Re: [pcre-dev] /\p{Arabic}/8

Αρχική Σελίδα
Delete this message
Συντάκτης: Philip Hazel
Ημερομηνία:  
Προς: Juergen Leising
Υ/ο: pcre-dev
Αντικείμενο: Re: [pcre-dev] /\p{Arabic}/8
On Wed, 21 Nov 2007, Juergen Leising wrote:

> I wonder, why certain hex codes do not match certain
> UTF-8 script names.


> 0654;ARABIC HAMZA ABOVE;Mn;230;NSM;;;;;N;;;;;
> 0656;ARABIC SUBSCRIPT ALEF;Mn;220;NSM;;;;;N;;;;;
> 0658;ARABIC MARK NOON GHUNNA;Mn;230;NSM;;;;;N;;;;;
>
> But they don't. Do I miss something? Wrong table or version or
> syntax or whatever?


I can reproduce the problem, and I think I can guess its cause.

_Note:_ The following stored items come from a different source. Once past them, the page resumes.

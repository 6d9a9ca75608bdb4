use divan::AllocProfiler;

#[global_allocator]
static ALLOC: AllocProfiler = AllocProfiler::system();

#[path = "../tests/common/mod.rs"]
mod common;

fn main() {
    divan::main();
}

pub mod parse {
    use divan::Bencher;
    use nitf_file::{File, ParseOptions};
    use nitf_tre::SchemaRegistry;

    use crate::common::{image_subheader, text_subheader, tre, NitfBuilder, Version, REGISTRY};

    fn get_input() -> Vec<u8> {
        let mut tres = Vec::new();
        for _ in 0..32 {
            tres.extend(tre("TEST_B", "3abcdefghi"));
            tres.extend(tre("UNKNWN", "0123456789"));
        }

        let mut builder = NitfBuilder::new(Version::Nitf21).user_defined_tres(tres, 0);
        for _ in 0..16 {
            builder = builder
                .image(image_subheader(&tre("TEST_A", "01")), &[0u8; 4096])
                .text(text_subheader(Version::Nitf21, &[]), b"bench");
        }
        builder.build()
    }

    #[divan::bench(args = [false, true])]
    fn read(bencher: Bencher, extract: bool) {
        let registry = SchemaRegistry::from_json(REGISTRY).unwrap();
        let options = if extract {
            ParseOptions::extract_all()
        } else {
            ParseOptions::default()
        };

        bencher.with_inputs(get_input).bench_refs(|data| {
            divan::black_box(File::read(data.as_slice(), &registry, options).unwrap());
        });
    }
}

In the
table, there are some ARABIC-INDIC characters in the middle of the
ARABIC characters. And also an AFGHANI character. I suspect that the
program that reads the Unicode table and turns it into a table for PCRE
to use gets confused by this, and "loses" some ARABIC characters.

Thank you for the report. I will try to get this bug fixed for the next
release.

Regards,
Philip

--
Philip Hazel